• **WHAT YOU ARE ASKED TO DO**
What is the count of lines in the records that include "Every"? Reply with that number alone.
BEGIN
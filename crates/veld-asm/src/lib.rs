//! Veld assembler layer: targets, section buffers, and instruction emitters.
//!
//! This crate is the machine-facing bottom of the compiler. It knows nothing
//! about the Veld language; it exposes:
//!
//! - [`Target`] descriptors (ISA, OS, container format) and per-target
//!   calling conventions,
//! - [`SectionBuffer`], the append-only byte stream with an explicit
//!   `Open -> Committed -> Reset` lifecycle,
//! - one byte-exact instruction emitter per ISA ([`x86_64`], [`aarch64`],
//!   [`riscv64`]) behind the common [`Emitter`] trait,
//! - [`StackChecker`], a push/pop balance validator run alongside emission.
//!
//! Every emitter operation appends a fixed, deterministic number of bytes,
//! with two documented exceptions: load-immediate (which expands on the RISC
//! ISAs to cover 64-bit constants) and call-site emission (which writes a
//! placeholder displacement and reports the patch position to the caller).

pub mod buffer;
pub mod cc;
pub mod emit;
pub mod reg;
pub mod stack_check;
pub mod target;

pub mod aarch64;
pub mod riscv64;
pub mod x86_64;

pub use buffer::{BufferState, SectionBuffer};
pub use cc::CallConv;
pub use emit::{Cond, Emitter, Patch};
pub use stack_check::StackChecker;
pub use target::{Format, Isa, Os, SyscallNums, Target};

use thiserror::Error;

/// Result alias for emitter operations.
pub type AsmResult<T> = Result<T, AsmError>;

/// Errors raised by the assembler layer.
///
/// Every variant here is a *codegen*-kind error: the caller handed the
/// emitter an operand it cannot encode. These abort compilation; they are
/// never user-visible source diagnostics.
#[derive(Debug, Clone, Error)]
pub enum AsmError {
    /// An operand named a register that does not exist on the target ISA.
    #[error("unknown register {name:?} for {isa}")]
    UnknownRegister { name: String, isa: Isa },

    /// A register number outside the ISA's encodable range.
    #[error("register number {num} out of range for {what} on {isa}")]
    RegisterRange { num: u8, what: &'static str, isa: Isa },

    /// An immediate that does not fit the instruction's immediate field.
    #[error("immediate {value:#x} does not fit in {field}")]
    ImmediateRange { value: i64, field: &'static str },

    /// A displacement that does not fit the addressing mode.
    #[error("displacement {value} does not fit in {field}")]
    DisplacementRange { value: i64, field: &'static str },

    /// A branch target too far away for the branch encoding.
    #[error("branch offset {offset} out of range for {form}")]
    BranchRange { offset: i64, form: &'static str },

    /// An operation the target ISA does not provide.
    #[error("{op} is not available on {isa}")]
    Unsupported { op: &'static str, isa: Isa },

    /// An operand combination the encoding cannot express.
    #[error("invalid operand: {what}")]
    InvalidOperand { what: &'static str },

    /// Unknown target triple on the command line.
    #[error("unknown target triple {0:?}")]
    UnknownTriple(String),
}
END
• **EXERCISE RESULT**
2